EXERCISE DETAILS » Word for word, restate the lines of the data from the first through the one containing "is done with", and nothing else.

INFORMATION SUPPLIED »
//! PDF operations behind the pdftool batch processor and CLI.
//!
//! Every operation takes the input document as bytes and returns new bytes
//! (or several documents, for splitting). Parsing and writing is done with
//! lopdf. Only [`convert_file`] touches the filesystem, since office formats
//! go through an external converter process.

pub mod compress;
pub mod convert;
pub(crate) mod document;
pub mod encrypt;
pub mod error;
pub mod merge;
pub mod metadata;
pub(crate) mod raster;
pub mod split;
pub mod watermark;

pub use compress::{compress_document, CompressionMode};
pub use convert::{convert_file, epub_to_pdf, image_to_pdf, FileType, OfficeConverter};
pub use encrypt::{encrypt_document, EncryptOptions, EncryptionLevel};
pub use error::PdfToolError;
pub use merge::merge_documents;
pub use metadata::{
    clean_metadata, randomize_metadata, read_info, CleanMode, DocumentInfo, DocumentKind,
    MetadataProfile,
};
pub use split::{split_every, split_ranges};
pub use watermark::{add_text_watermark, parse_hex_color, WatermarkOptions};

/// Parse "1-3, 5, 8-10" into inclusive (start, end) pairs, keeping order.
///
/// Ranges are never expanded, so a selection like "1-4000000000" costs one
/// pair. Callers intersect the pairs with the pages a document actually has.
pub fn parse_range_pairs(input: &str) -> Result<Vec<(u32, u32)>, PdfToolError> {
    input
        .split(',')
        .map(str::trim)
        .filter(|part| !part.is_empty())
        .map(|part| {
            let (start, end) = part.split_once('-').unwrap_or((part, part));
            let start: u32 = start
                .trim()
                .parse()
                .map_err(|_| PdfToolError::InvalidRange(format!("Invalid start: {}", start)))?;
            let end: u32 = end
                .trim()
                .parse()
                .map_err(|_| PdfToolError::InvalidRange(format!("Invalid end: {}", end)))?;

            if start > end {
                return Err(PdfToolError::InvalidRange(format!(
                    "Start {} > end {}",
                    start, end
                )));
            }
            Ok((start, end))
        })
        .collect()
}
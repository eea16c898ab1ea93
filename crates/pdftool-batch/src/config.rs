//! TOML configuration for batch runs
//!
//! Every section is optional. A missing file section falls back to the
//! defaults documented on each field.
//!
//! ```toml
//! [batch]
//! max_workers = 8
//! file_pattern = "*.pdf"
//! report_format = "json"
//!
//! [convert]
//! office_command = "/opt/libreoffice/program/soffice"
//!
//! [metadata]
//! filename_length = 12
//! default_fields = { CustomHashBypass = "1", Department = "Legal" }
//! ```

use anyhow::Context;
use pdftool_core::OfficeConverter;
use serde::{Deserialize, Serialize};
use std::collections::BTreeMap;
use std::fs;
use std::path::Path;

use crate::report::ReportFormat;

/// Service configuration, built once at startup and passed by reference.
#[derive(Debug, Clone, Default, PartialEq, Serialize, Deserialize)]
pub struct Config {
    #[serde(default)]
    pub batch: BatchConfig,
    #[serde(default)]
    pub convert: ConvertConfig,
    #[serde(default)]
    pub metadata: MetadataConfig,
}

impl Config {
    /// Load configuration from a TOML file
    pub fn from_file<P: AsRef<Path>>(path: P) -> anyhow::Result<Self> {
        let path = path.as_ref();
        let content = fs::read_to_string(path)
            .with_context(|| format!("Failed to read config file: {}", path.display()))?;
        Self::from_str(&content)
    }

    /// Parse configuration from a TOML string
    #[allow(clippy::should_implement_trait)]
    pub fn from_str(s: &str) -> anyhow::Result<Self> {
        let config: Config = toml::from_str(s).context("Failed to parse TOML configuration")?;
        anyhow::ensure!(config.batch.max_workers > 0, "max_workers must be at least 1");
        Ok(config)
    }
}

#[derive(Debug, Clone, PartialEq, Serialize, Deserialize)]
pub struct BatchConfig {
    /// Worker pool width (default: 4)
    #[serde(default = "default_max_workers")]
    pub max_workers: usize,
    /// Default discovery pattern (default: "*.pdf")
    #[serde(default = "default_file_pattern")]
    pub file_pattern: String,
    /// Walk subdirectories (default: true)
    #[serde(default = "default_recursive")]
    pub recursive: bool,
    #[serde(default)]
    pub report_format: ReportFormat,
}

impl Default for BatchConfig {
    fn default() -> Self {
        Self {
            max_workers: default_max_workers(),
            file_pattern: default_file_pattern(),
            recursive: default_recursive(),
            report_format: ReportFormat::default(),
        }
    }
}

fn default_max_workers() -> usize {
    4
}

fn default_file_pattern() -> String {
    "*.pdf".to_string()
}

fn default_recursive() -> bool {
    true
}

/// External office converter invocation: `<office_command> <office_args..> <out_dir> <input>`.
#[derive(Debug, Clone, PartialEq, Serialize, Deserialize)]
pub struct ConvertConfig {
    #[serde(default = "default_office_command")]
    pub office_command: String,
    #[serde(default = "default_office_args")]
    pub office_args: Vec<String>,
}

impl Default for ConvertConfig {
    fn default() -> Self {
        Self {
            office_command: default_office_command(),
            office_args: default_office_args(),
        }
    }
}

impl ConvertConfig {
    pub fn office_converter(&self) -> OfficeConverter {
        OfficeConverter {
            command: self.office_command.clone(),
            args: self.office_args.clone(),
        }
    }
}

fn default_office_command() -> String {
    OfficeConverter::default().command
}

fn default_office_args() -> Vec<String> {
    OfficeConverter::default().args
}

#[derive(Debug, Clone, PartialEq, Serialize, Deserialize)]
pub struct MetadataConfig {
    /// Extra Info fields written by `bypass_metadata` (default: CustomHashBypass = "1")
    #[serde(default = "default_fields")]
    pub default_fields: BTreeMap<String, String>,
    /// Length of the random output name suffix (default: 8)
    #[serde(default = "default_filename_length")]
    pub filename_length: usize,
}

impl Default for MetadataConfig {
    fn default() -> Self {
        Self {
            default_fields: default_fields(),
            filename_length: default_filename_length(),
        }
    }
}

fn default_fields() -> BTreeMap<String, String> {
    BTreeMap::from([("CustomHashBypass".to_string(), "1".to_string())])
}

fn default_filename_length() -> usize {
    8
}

RESPONSE TO THE EXERCISE »
//! PDF operations behind the pdftool batch processor and CLI.
//!
//! Every operation takes the input document as bytes and returns new bytes
//! (or several documents, for splitting). Parsing and writing is done with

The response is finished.